Kapan Kepala Daerah bisa fokus bekerja menyelesaikan masalah-masalah di daerahnya, kalau setiap Selasa, sudah pergi meninggalkan daerahnya dan baru balik kembali pada hari Jumat atau Sabtu?

Senin setelah upacara rutin, ada waktu sedikit untuk rapat internal dan eksternal, atau memberi arahan bawahan serta mendelegasikan berbagai wewenang, dan setelah itu pada Selasa pagi, sudah tergesa-gesa pergi menyisir berbagai tempat dengan alasan menghadiri undangan, koordinasi, konsultasi, expo pembangunan, pertemuan ini dan itu. Semakin jauh perginya, bahkan hingga ke luar negeri, semakin nampak bergengsi dan keren.

Kalau tidak percaya, cobalah datang ke Bandara setiap Selasa, di sana akan anda temui banyak pejabat, mulai dari kepala daerah, kepala dinas, anggota DPRD serta perjabat lainnya, yang bersiap-siap berangkat pergi ke luar daerah, entah kemana.

Karena “aur bakunjangan” dengan berbagai alasan, akhirnya publik tidak tahu, daerah mau dibawa kemana? Sedang fokus dan memprioritaskan pembangunan apa? Kapan soal-soal penting menyangkut publik dituntaskan dan ditangani?

Untuk apa APBD yang didapatkan dengan susah payah, termasuk dengan memalak warga dengan pajak dan iuran, ternyata hanya habis dibelanjakan ke berbagai tempat yang dikunjungi? Alih-alih memikirkan bagaimana caranya orang lain datang ke tempat kita agar terjadi perputaran ekonomi dan pemasukan bagi warga dan daerah, justru pejabatnya sendiri “berombongan” kolosal bakunjangan, menghidupi kota-kota orang lain dan tentu juga belanja. Akibatnya lama kunjungan wisatawan ke daerah tidak pernah meningkat, karena tidak pernah dipikirkan dan diupayakan.

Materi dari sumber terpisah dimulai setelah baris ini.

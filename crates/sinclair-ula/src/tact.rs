//! Per-cycle ULA activity table.
//!
//! One entry per CPU cycle of the frame says what the beam does on that
//! cycle: nothing, border, or one of the display sub-phases, together with
//! the display-memory address the ULA fetches and the contention delay a CPU
//! access to contended memory would suffer.
//!
//! # Fetch pipeline
//!
//! Display cycles come in groups of 8 (16 pixels, two bitmap bytes). While
//! byte 1 is on screen the ULA fetches byte 2 and its attribute; while byte 2
//! is on screen it fetches byte 1 of the next group. The first group of each
//! line is primed from the left border, `pixel_prefetch` and `attr_prefetch`
//! cycles before the display starts.
//!
//! | Offset in group | Phase | Fetch | Delay |
//! |---|---|---|---|
//! | 0, 1 | byte 1 | | 4, 3 |
//! | 2 | byte 1 | bitmap +2 | 2 |
//! | 3 | byte 1 | attribute +1 | 1 |
//! | 4, 5 | byte 2 | | 0, 0 |
//! | 6 | byte 2 | bitmap +2 | 6 |
//! | 7 | byte 2 | attribute +1 | 5 |
//!
//! The last group of a line has nothing further to fetch, so offsets 6 and 7
//! degrade to plain byte 2 display with no delay.

use std::rc::Rc;

use crate::timing::{ScreenTiming, TimingError, TimingParams};

/// What the beam does during one cycle.
#[derive(Debug, Clone, Copy, PartialEq, Eq, Hash, Default)]
pub enum RenderingPhase {
    /// Blanking, sync or hidden border.
    #[default]
    Idle,
    Border,
    BorderFetchPixel,
    BorderFetchAttr,
    DisplayByte1,
    DisplayByte1FetchByte2,
    DisplayByte1FetchAttr2,
    DisplayByte2,
    DisplayByte2FetchByte1,
    DisplayByte2FetchAttr1,
}

impl RenderingPhase {
    /// Whether the ULA reads a bitmap byte on this cycle.
    #[must_use]
    pub fn fetches_pixel(self) -> bool {
        matches!(
            self,
            Self::BorderFetchPixel | Self::DisplayByte1FetchByte2 | Self::DisplayByte2FetchByte1
        )
    }

    /// Whether the ULA reads an attribute byte on this cycle.
    #[must_use]
    pub fn fetches_attr(self) -> bool {
        matches!(
            self,
            Self::BorderFetchAttr | Self::DisplayByte1FetchAttr2 | Self::DisplayByte2FetchAttr1
        )
    }

    #[must_use]
    pub fn name(self) -> &'static str {
        match self {
            Self::Idle => "idle",
            Self::Border => "border",
            Self::BorderFetchPixel => "border-fetch-pixel",
            Self::BorderFetchAttr => "border-fetch-attr",
            Self::DisplayByte1 => "display-byte1",
            Self::DisplayByte1FetchByte2 => "display-byte1-fetch-byte2",
            Self::DisplayByte1FetchAttr2 => "display-byte1-fetch-attr2",
            Self::DisplayByte2 => "display-byte2",
            Self::DisplayByte2FetchByte1 => "display-byte2-fetch-byte1",
            Self::DisplayByte2FetchAttr1 => "display-byte2-fetch-attr1",
        }
    }
}

/// One cycle of the frame.
#[derive(Debug, Clone, Copy, PartialEq, Eq, Default)]
pub struct RenderingTact {
    pub phase: RenderingPhase,
    /// Leftmost of the two pixels drawn this cycle, in visible-area coordinates.
    pub x: u16,
    pub y: u16,
    /// Bitmap or attribute address read on fetch phases, otherwise 0.
    pub fetch_address: u16,
    /// Cycles a contended CPU access on this cycle is delayed.
    pub contention: u8,
}

/// The activity of every cycle in a frame, built once per timing.
///
/// Immutable after construction; the renderer, the machine and the floating
/// bus share one instance through an `Rc`.
#[derive(Debug, Clone, PartialEq, Eq)]
pub struct TactTable {
    timing: ScreenTiming,
    tacts: Vec<RenderingTact>,
}

impl TactTable {
    /// Validate `params` and build the table.
    pub fn from_params(params: TimingParams) -> Result<Rc<Self>, TimingError> {
        Ok(Rc::new(Self::build(&ScreenTiming::new(params)?)))
    }

    #[must_use]
    pub fn build(timing: &ScreenTiming) -> Self {
        let line_time = timing.line_time();
        let tacts = (0..timing.frame_tacts())
            .map(|tact| classify(timing, tact / line_time, tact % line_time))
            .collect::<Vec<_>>();
        log::debug!(
            "tact table: {} cycles, {} lines of {}",
            tacts.len(),
            timing.frame_lines(),
            line_time
        );
        Self {
            timing: *timing,
            tacts,
        }
    }

    #[must_use]
    pub fn timing(&self) -> &ScreenTiming {
        &self.timing
    }

    /// Cycles per frame.
    #[must_use]
    pub fn frame_tacts(&self) -> u32 {
        self.tacts.len() as u32
    }

    /// The entry for `tact`, reduced modulo the frame length.
    #[must_use]
    pub fn get(&self, tact: u32) -> &RenderingTact {
        &self.tacts[(tact % self.frame_tacts()) as usize]
    }

    /// Contention delay at `tact`, reduced modulo the frame length.
    #[must_use]
    pub fn contention(&self, tact: u32) -> u8 {
        self.get(tact).contention
    }

    pub fn iter(&self) -> impl Iterator<Item = &RenderingTact> {
        self.tacts.iter()
    }
}

fn classify(timing: &ScreenTiming, line: u32, tact_in_line: u32) -> RenderingTact {
    if !timing.is_visible(line, tact_in_line) {
        return RenderingTact::default();
    }

    let p = timing.params();
    let mut entry = RenderingTact {
        phase: RenderingPhase::Border,
        x: ((tact_in_line - u32::from(p.horizontal_blanking)) * 2) as u16,
        y: (line - timing.first_visible_line()) as u16,
        ..RenderingTact::default()
    };
    if !timing.is_display_line(line) {
        return entry;
    }

    let first = timing.first_pixel_tact();
    let pixel_lead = u32::from(p.pixel_prefetch);
    let attr_lead = u32::from(p.attr_prefetch);

    if !timing.is_display(line, tact_in_line) {
        if tact_in_line + pixel_lead == first {
            entry.phase = RenderingPhase::BorderFetchPixel;
            entry.fetch_address = pixel_address(timing, line, first);
            entry.contention = 6;
        } else if tact_in_line + attr_lead == first {
            entry.phase = RenderingPhase::BorderFetchAttr;
            entry.fetch_address = attr_address(timing, line, first);
            entry.contention = 5;
        }
        return entry;
    }

    let end = first + u32::from(p.display_line_time);
    let (phase, fetch_address, contention) = match (tact_in_line - first) & 7 {
        0 => (RenderingPhase::DisplayByte1, 0, 4),
        1 => (RenderingPhase::DisplayByte1, 0, 3),
        2 => (
            RenderingPhase::DisplayByte1FetchByte2,
            pixel_address(timing, line, tact_in_line + pixel_lead),
            2,
        ),
        3 => (
            RenderingPhase::DisplayByte1FetchAttr2,
            attr_address(timing, line, tact_in_line + attr_lead),
            1,
        ),
        6 if tact_in_line + pixel_lead < end => (
            RenderingPhase::DisplayByte2FetchByte1,
            pixel_address(timing, line, tact_in_line + pixel_lead),
            6,
        ),
        7 if tact_in_line + attr_lead < end => (
            RenderingPhase::DisplayByte2FetchAttr1,
            attr_address(timing, line, tact_in_line + attr_lead),
            5,
        ),
        _ => (RenderingPhase::DisplayByte2, 0, 0),
    };
    entry.phase = phase;
    entry.fetch_address = fetch_address;
    entry.contention = contention;
    entry
}

/// Bitmap address of the byte displayed at `tact_in_line` on `line`.
///
/// Lays row and column out linearly, then swaps the pixel-row and
/// character-row bit fields: `010Y7 Y6Y2 Y1Y0 Y5Y4Y3 X4X3X2X1X0`.
fn pixel_address(timing: &ScreenTiming, line: u32, tact_in_line: u32) -> u16 {
    let row = line - timing.first_display_line();
    let col = 2 * (tact_in_line - timing.first_pixel_tact());
    let linear = 0x4000 | (col >> 3) | (row << 5);
    ((linear & 0xF81F) | ((linear & 0x0700) >> 3) | ((linear & 0x00E0) << 3)) as u16
}

/// Attribute address of the byte displayed at `tact_in_line` on `line`.
fn attr_address(timing: &ScreenTiming, line: u32, tact_in_line: u32) -> u16 {
    let row = line - timing.first_display_line();
    let col = 2 * (tact_in_line - timing.first_pixel_tact());
    (0x5800 + ((col >> 3) | ((row >> 3) << 5))) as u16
}
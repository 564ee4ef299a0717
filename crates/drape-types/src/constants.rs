//! Physical constants and simulation defaults.

/// Gravitational acceleration (m/s²).
pub const GRAVITY: f32 = 9.81;

/// Default simulation timestep (seconds). 1/60th of a second.
pub const DEFAULT_DT: f32 = 1.0 / 60.0;

/// Default number of relaxation iterations per constraint set.
pub const DEFAULT_ITERATIONS: u32 = 5;

/// Lower bound for relaxation iterations per constraint set.
pub const MIN_ITERATIONS: u32 = 2;

/// Upper bound for relaxation iterations per constraint set.
pub const MAX_ITERATIONS: u32 = 10;

/// Default velocity damping (fraction of velocity removed per tick).
pub const DEFAULT_DAMPING: f32 = 0.01;

/// Default per-particle mass (kg).
pub const DEFAULT_PARTICLE_MASS: f32 = 0.01;

/// Default stiffness of structural (stretch) constraints.
pub const DEFAULT_STRUCTURAL_STIFFNESS: f32 = 1.0;

/// Default stiffness of shear (diagonal) constraints.
pub const DEFAULT_SHEAR_STIFFNESS: f32 = 0.6;

/// Default stiffness of bend (skip-one) constraints.
pub const DEFAULT_BEND_STIFFNESS: f32 = 0.25;

/// Height of the ground plane (Y coordinate).
pub const GROUND_HEIGHT: f32 = 0.0;

/// Default contact thickness (meters). Offset kept between cloth and body surface.
pub const DEFAULT_CONTACT_THICKNESS: f32 = 0.005;

/// Default tangential friction against the body (0 = frictionless).
pub const DEFAULT_FRICTION: f32 = 0.3;

/// Default normal restitution against the body (0 = no bounce).
pub const DEFAULT_RESTITUTION: f32 = 0.0;

/// Work items per dispatched batch.
pub const WORKGROUP_SIZE: usize = 64;

/// Default SDF resolution (voxels per axis).
pub const DEFAULT_SDF_RESOLUTION: u32 = 64;

/// Smallest accepted SDF resolution.
pub const MIN_SDF_RESOLUTION: u32 = 2;

/// Largest accepted SDF resolution. 256³ floats is already 64 MiB.
pub const MAX_SDF_RESOLUTION: u32 = 256;

/// Bounding-box padding applied on each side, as a fraction of the axis span.
pub const SDF_BOUNDS_PADDING: f32 = 0.05;

/// Voxels farther than this many cell widths from the surface skip sign classification.
pub const SDF_SIGN_BAND_CELLS: f32 = 3.0;

/// Smallest grid dimension (rows or columns) of a cloth grid.
pub const MIN_GRID_DIMENSION: usize = 2;

/// Height of the lowest row of a new cloth grid above the ground (meters).
pub const GRID_VERTICAL_OFFSET: f32 = 1.6;

/// Forward (+Z) offset of a new cloth grid's centre relative to the body origin (meters).
pub const GRID_FORWARD_OFFSET: f32 = 0.25;

/// Epsilon for floating-point comparisons.
pub const EPSILON: f32 = 1.0e-7;
//! Jump Flood distance propagation.
//!
//! Each pass lets every voxel look at its 26 neighbours `step` voxels away
//! and take over a neighbour's surface point when going through that
//! neighbour (`neighbour distance + hop`) is shorter than what the voxel
//! already has. An adopted point is stored with its exact distance from the
//! voxel centre. Steps halve from `⌊resolution / 2⌋` down to 1, so
//! information crosses the grid in `O(log resolution)` passes.

use rayon::prelude::*;

use drape_math::IVec3;

use crate::layout::GridLayout;
use crate::rasterize::Voxel;

/// Jump sizes for a grid of the given resolution: `⌊R/2⌋, ⌊R/4⌋, …, 1`.
///
/// A resolution of 64 yields `[32, 16, 8, 4, 2, 1]`. Resolutions below 2
/// yield no passes.
pub fn jump_steps(resolution: u32) -> Vec<u32> {
    std::iter::successors(Some(resolution / 2), |&s| Some(s / 2))
        .take_while(|&s| s >= 1)
        .collect()
}

/// Runs all jump flood passes over `voxels` and returns the flooded grid.
pub fn jump_flood(voxels: Vec<Voxel>, layout: &GridLayout) -> Vec<Voxel> {
    let mut src = voxels;
    let mut dst = src.clone();

    for step in jump_steps(layout.resolution) {
        flood_pass(&src, &mut dst, layout, step);
        std::mem::swap(&mut src, &mut dst);
    }

    src
}

/// One double-buffered pass: reads only `src`, writes only `dst`.
fn flood_pass(src: &[Voxel], dst: &mut [Voxel], layout: &GridLayout, step: u32) {
    let r = layout.resolution as i32;
    let step = step as i32;

    dst.par_iter_mut().enumerate().for_each(|(index, out)| {
        let coords = layout.coords(index);
        let center = layout.voxel_center(coords);
        let here = coords.as_ivec3();
        let mut best = src[index];

        for dz in -1..=1 {
            for dy in -1..=1 {
                for dx in -1..=1 {
                    if dx == 0 && dy == 0 && dz == 0 {
                        continue;
                    }
                    let offset = IVec3::new(dx, dy, dz) * step;
                    let there = here + offset;
                    if there.min_element() < 0 || there.max_element() >= r {
                        continue;
                    }

                    let neighbour = src[layout.index(there.x as u32, there.y as u32, there.z as u32)];
                    let Some(closest) = neighbour.closest else {
                        continue;
                    };

                    let hop = offset.as_vec3().length() * layout.cell_size;
                    if neighbour.distance + hop < best.distance {
                        best = Voxel {
                            distance: center.distance(closest),
                            closest: Some(closest),
                        };
                    }
                }
            }
        }

        *out = best;
    });
}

Secara sederhana, kalau orang tua selalu pergi meninggalkan rumah, pasti rumahnya sendiri tak terurus. Anak-anak tidak bisa ngobrol leluasa, berkonsultasi, koordinasi, dll. Pun begitu gambarannya kalau kepala daerah “aur bakunjangan”. Jangankan berkoordinasi dan berkonsultasi, sekedar bertemu saja sulitnya minta ampun, bahkan mustahil karena selalu tidak berada di tempat.

Hingga menjelang akhir tahun, dengan alasan serapan anggaran, semakin semarak bajunjangan dilakukan. Sekalipun jargonnya efisiensi, namun cara mudah menambah pendapatan pejabat adalah dengan cara bakunjangan, sehingga sulit menolak atau melawan godaan bakunjangan.

Karena kepala daerah harus didampingi banyak pihak dan unsur-unsur, maka setiap bakunjangan yang dilakukan, selalu menyerap anggaran yang besar sekali. Miris rasanya, bila serapan anggaran yang diakibatkan bakunjangan, menjadi cermin serta gambaran dari kinerja. Lantas, warga daerah dapat apa?